Required work: Across the entries, count the lines that include "Debug" and report only that number.

------ Exercise data

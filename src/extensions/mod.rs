//! Format adapters that sit beside the core layout engine.
//!
//! Keep adapters free of store and engine state; they only convert between
//! text and event lists.

pub mod outline;

pub use outline::{
    DEFAULT_OUTLINE_LANE, OutlineImport, UNTITLED_EVENT, events_to_outline, outline_to_events,
};
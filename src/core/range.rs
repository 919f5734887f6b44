use std::fmt;
use std::str::FromStr;

use serde::{Deserialize, Serialize};

use crate::error::TimelineError;

/// Named visible-range selection. Each variant maps to a fixed day count.
#[derive(Debug, Clone, Copy, PartialEq, Eq, Hash, Default, Serialize, Deserialize)]
pub enum RangeSelector {
    #[serde(rename = "1day")]
    OneDay,
    #[default]
    #[serde(rename = "3days")]
    ThreeDays,
    #[serde(rename = "1week")]
    OneWeek,
    #[serde(rename = "2weeks")]
    TwoWeeks,
    #[serde(rename = "1month")]
    OneMonth,
}

impl RangeSelector {
    pub const ALL: [Self; 5] = [
        Self::OneDay,
        Self::ThreeDays,
        Self::OneWeek,
        Self::TwoWeeks,
        Self::OneMonth,
    ];

    #[must_use]
    pub const fn days(self) -> i64 {
        match self {
            Self::OneDay => 1,
            Self::ThreeDays => 3,
            Self::OneWeek => 7,
            Self::TwoWeeks => 14,
            Self::OneMonth => 30,
        }
    }

    /// Stable tag used in persisted state and on the command line.
    #[must_use]
    pub const fn tag(self) -> &'static str {
        match self {
            Self::OneDay => "1day",
            Self::ThreeDays => "3days",
            Self::OneWeek => "1week",
            Self::TwoWeeks => "2weeks",
            Self::OneMonth => "1month",
        }
    }

    #[must_use]
    pub const fn display_name(self) -> &'static str {
        match self {
            Self::OneDay => "1 Day",
            Self::ThreeDays => "3 Days",
            Self::OneWeek => "1 Week",
            Self::TwoWeeks => "2 Weeks",
            Self::OneMonth => "1 Month",
        }
    }
}

impl fmt::Display for RangeSelector {
    fn fmt(&self, f: &mut fmt::Formatter<'_>) -> fmt::Result {
        f.write_str(self.tag())
    }
}

impl FromStr for RangeSelector {
    type Err = TimelineError;

    fn from_str(value: &str) -> Result<Self, Self::Err> {
        Self::ALL
            .into_iter()
            .find(|range| range.tag() == value.trim())
            .ok_or_else(|| TimelineError::InvalidData(format!("unknown range selector `{value}`")))
    }
}

#[derive(Debug, Clone, Copy, PartialEq, Eq, Hash, Serialize, Deserialize)]
#[serde(rename_all = "lowercase")]
pub enum NavigationDirection {
    Prev,
    Next,
}

impl NavigationDirection {
    #[must_use]
    pub const fn sign(self) -> i64 {
        match self {
            Self::Prev => -1,
            Self::Next => 1,
        }
    }
}
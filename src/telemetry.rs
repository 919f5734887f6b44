//! Telemetry helpers for applications embedding `event-timeline`.
//!
//! Tracing setup stays explicit and opt-in. Hosts either call one of the
//! init helpers below or wire their own `tracing` subscriber.

/// Default directive used when `RUST_LOG` is not set.
pub const DEFAULT_TRACING_DIRECTIVE: &str = "event_timeline=info";

/// Initializes a compact `tracing` subscriber filtered to this crate at `info`.
///
/// Returns `false` when the `telemetry` feature is disabled or a global
/// subscriber is already installed.
#[must_use]
pub fn init_default_tracing() -> bool {
    init_tracing_with_directive(DEFAULT_TRACING_DIRECTIVE)
}

/// Same as [`init_default_tracing`] with a caller-chosen fallback directive.
///
/// `RUST_LOG` still wins when present.
#[must_use]
pub fn init_tracing_with_directive(directive: &str) -> bool {
    #[cfg(feature = "telemetry")]
    {
        let filter = tracing_subscriber::EnvFilter::try_from_default_env()
            .unwrap_or_else(|_| tracing_subscriber::EnvFilter::new(directive));

        return tracing_subscriber::fmt()
            .with_env_filter(filter)
            .with_target(false)
            .compact()
            .try_init()
            .is_ok();
    }

    #[cfg(not(feature = "telemetry"))]
    {
        let _ = directive;
        false
    }
}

------------

Task solution: 2